2. Für das Fehlen des Schiffsjungen am 4.12.1984, das allein dem Urteil zugrunde gelegt wurde, hielt die Berufungskammer unter Beachtung der Tatsache, dass der Betroffenen nach eigenem Vorbringen hierwegen seit Januar 1984 schon wiederholt polizeilich verwarnt worden ist, ohne den beanstandeten Zustand zu ändern, eine Geldbusse von DM 250,- für schuldangemessen aber auch für notwendig, um den Betroffenen dazu anzuhalten, seine Besatzung zu vervollständigen. (Zuwiderhandlung gegen § 14.01 RheinSchUO).
3. Für das vorschriftswidrige Lagern der Gasflaschen in einem Herft des Schiffes am 4.12.1984 erschien der Berufungskammer eine weitere Geldbusse von DM 50,- geboten, da der Betroffene sich nicht darauf berufen kann, er habe keine Kenntnis von dieser Sicherheitsvorschrift gehabt; denn seine Unkenntnis beruht auf Fahrlässigkeit. (Zuwiderhandlung gegen § 8.05 RheinSchUO).
4. Die verhängten beiden Geldbussen stellen keine nachteilige Abänderung der vorgängigen Entscheidung im Sinne des Art. 24 Abs. 2 der Verfahrensordnung der Berufungskammer dar, da sie unterhalb der erstinstanzlich ausgesprochenen Geldbusse liegen.
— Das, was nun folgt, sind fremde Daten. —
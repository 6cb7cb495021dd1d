/*
[INPUT]:  Open/clear calls from event handlers, timed waits from the controller
[OUTPUT]: Gate - a latched condition with timeout semantics
[POS]:    Concurrency layer - callback-to-controller signalling
[UPDATE]: When wait/notify semantics change
*/

use std::sync::Arc;
use std::sync::atomic::{AtomicBool, Ordering};
use std::time::Duration;

use tokio::sync::Notify;

/// A latched condition: event handlers `open()` it, the controller
/// `clear()`s it before issuing a request and then `wait()`s. The flag is
/// re-checked after every wakeup, so spurious notifies are harmless, and an
/// `open()` that lands before the `wait()` is never lost.
#[derive(Debug, Clone, Default)]
pub struct Gate {
    inner: Arc<GateInner>,
}

#[derive(Debug, Default)]
struct GateInner {
    ready: AtomicBool,
    notify: Notify,
}

impl Gate {
    pub fn new() -> Self {
        Self::default()
    }

    /// Reset the latch before issuing the request it guards.
    pub fn clear(&self) {
        self.inner.ready.store(false, Ordering::SeqCst);
    }

    /// Latch and wake every waiter.
    pub fn open(&self) {
        self.inner.ready.store(true, Ordering::SeqCst);
        self.inner.notify.notify_waiters();
    }

    pub fn is_open(&self) -> bool {
        self.inner.ready.load(Ordering::SeqCst)
    }

    /// Wait until the gate opens or the timeout elapses. Returns whether
    /// the gate opened; a timeout is not an error, callers downgrade to
    /// retry-next-cycle semantics.
    pub async fn wait(&self, timeout: Duration) -> bool {
        let deadline = tokio::time::Instant::now() + timeout;

        loop {
            if self.inner.ready.load(Ordering::SeqCst) {
                return true;
            }

            // Register interest before the final flag check so an open()
            // racing this loop still wakes us.
            let notified = self.inner.notify.notified();
            if self.inner.ready.load(Ordering::SeqCst) {
                return true;
            }

            tokio::select! {
                _ = notified => {}
                _ = tokio::time::sleep_until(deadline) => {
                    return self.inner.ready.load(Ordering::SeqCst);
                }
            }
        }
    }
}

#[cfg(test)]
mod tests {
    use super::*;

    #[tokio::test(start_paused = true)]
    async fn wait_returns_true_once_opened() {
        let gate = Gate::new();
        let waiter = gate.clone();

        let handle = tokio::spawn(async move { waiter.wait(Duration::from_secs(5)).await });

        tokio::time::sleep(Duration::from_millis(50)).await;
        gate.open();

        assert!(handle.await.unwrap());
    }

    #[tokio::test(start_paused = true)]
    async fn wait_times_out_when_never_opened() {
        let gate = Gate::new();
        assert!(!gate.wait(Duration::from_millis(200)).await);
    }

    #[tokio::test(start_paused = true)]
    async fn open_before_wait_is_not_lost() {
        let gate = Gate::new();
        gate.open();
        assert!(gate.wait(Duration::from_millis(1)).await);
    }

    #[tokio::test(start_paused = true)]
    async fn clear_resets_the_latch() {
        let gate = Gate::new();
        gate.open();
        gate.clear();
        assert!(!gate.wait(Duration::from_millis(10)).await);
    }
}
/*
[INPUT]:  Target-file state, driver events, timers
[OUTPUT]: Alignment cycles: plan -> submit -> wait -> verify -> report
[POS]:    Orchestration layer - controller, dispatcher and worker tasks
[UPDATE]: When cycle semantics, worker topology or shutdown change
*/

use std::collections::{HashMap, HashSet};
use std::sync::{Arc, Mutex};
use std::time::Duration;

use anyhow::{Result, anyhow};
use rust_decimal::Decimal;
use tokio::sync::mpsc;
use tokio::task::JoinHandle;
use tokio::time::Instant;
use tokio_util::sync::CancellationToken;
use tracing::{debug, info, warn};

use umfutures_adapter::{
    DriverEvent, ExchangeDriver, OrderRequest, OrderResponse, OrderStatus, Side,
};

use crate::book::TopOfBook;
use crate::config::GatewayConfig;
use crate::feedback::FeedbackWriter;
use crate::orders::{OrderEvent, OrderState, OrderStateMachine};
use crate::planner::{Decision, PlannerConfig, SkipReason, dynamic_tolerance, plan_symbol};
use crate::positions::PositionBook;
use crate::rules::RuleTable;
use crate::sync::Gate;
use crate::target_file::{FinishedState, TargetPosition, TargetSnapshot, TargetStore};
use crate::twap::{SlicePlan, TwapBook};

const SHUTDOWN_TIMEOUT: Duration = Duration::from_secs(30);
const DEPTH_LEVELS: u32 = 5;
const DEPTH_SPEED_MS: u32 = 100;

/// Position-change detector cadence: initial grace, then periodic probes.
const DETECTOR_INITIAL_DELAY: Duration = Duration::from_secs(5);
const DETECTOR_PROBES: u32 = 6;
const DETECTOR_PROBE_INTERVAL: Duration = Duration::from_secs(4);
const DETECTOR_SETTLE: Duration = Duration::from_secs(1);

/// Result of pushing one market order through formatting, validation,
/// duplicate suppression and the wire.
#[derive(Debug, Clone, PartialEq)]
enum SubmitOutcome {
    Submitted { order_id: String },
    Duplicate,
    Invalid,
    DriverFailed,
}

/// The alignment engine. Construction wires the pieces together in
/// dependency order; `start` spawns the worker tasks.
pub struct Engine {
    inner: Arc<EngineInner>,
    events: mpsc::UnboundedReceiver<DriverEvent>,
}

/// Running engine: worker handles plus the shared core.
pub struct EngineHandle {
    inner: Arc<EngineInner>,
    workers: Vec<JoinHandle<()>>,
}

struct EngineInner {
    config: GatewayConfig,
    planner_config: PlannerConfig,
    driver: Arc<dyn ExchangeDriver>,
    rules: Arc<RuleTable>,
    positions: PositionBook,
    book: TopOfBook,
    orders: OrderStateMachine,
    twaps: TwapBook,
    target_store: TargetStore,
    feedback: FeedbackWriter,
    snapshot_gate: Gate,
    completion_gate: Gate,
    /// Symbols from the most recent target-file read; the snapshot handler
    /// seeds zero rows for them.
    targets: Mutex<Vec<TargetPosition>>,
    /// Per-symbol error slot surfaced in the next feedback report.
    order_errors: Mutex<HashMap<String, String>>,
    /// Net position captured just before each submission, for the
    /// position-change detector.
    pre_submit: Mutex<HashMap<String, Decimal>>,
    subscribed: Mutex<HashSet<String>>,
    shutdown: CancellationToken,
}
5. Die Kostenentscheidung beruht auf §§ 465, 473 Abs.4 der deutschen Strafprozessordnung in Verbindung mit Artikel 39 der Revidierten Rheinschifffahrtsakte.
Es wird deshalb für Recht erkannt:
1. Auf die Berufung des Betroffenen wird der Beschluss des Rheinschifffahrtsgerichts Kehl vom 8.10.1985 wie folgt abgeändert:
Der betroffenen V. wird wegen vorsätzlichen Führens eines unvorschriftsmäßig bemannten Schiffes zu einer Geldbusse von DM 250,- und wegen fahrlässigen unvorschriftsmäßigen Lagerns von Gasflaschen zu einer weiteren Geldbusse von DM 50,- verurteilt.
2. Die weitergehende Berufung des Betroffenen wird zurückgewiesen.
3. Der Betroffene trägt die Kosten des Verfahrens einschl. des Berufungsverfahrens sowie seine notwendigen Auslagen zu 1/7.
Die Festsetzung der Kosten erfolgt durch das Rheinschifffahrtsgericht Kehl unter Berücksichtigung des Artikels 39 der Revidierten Rheinschifffahrtsakte.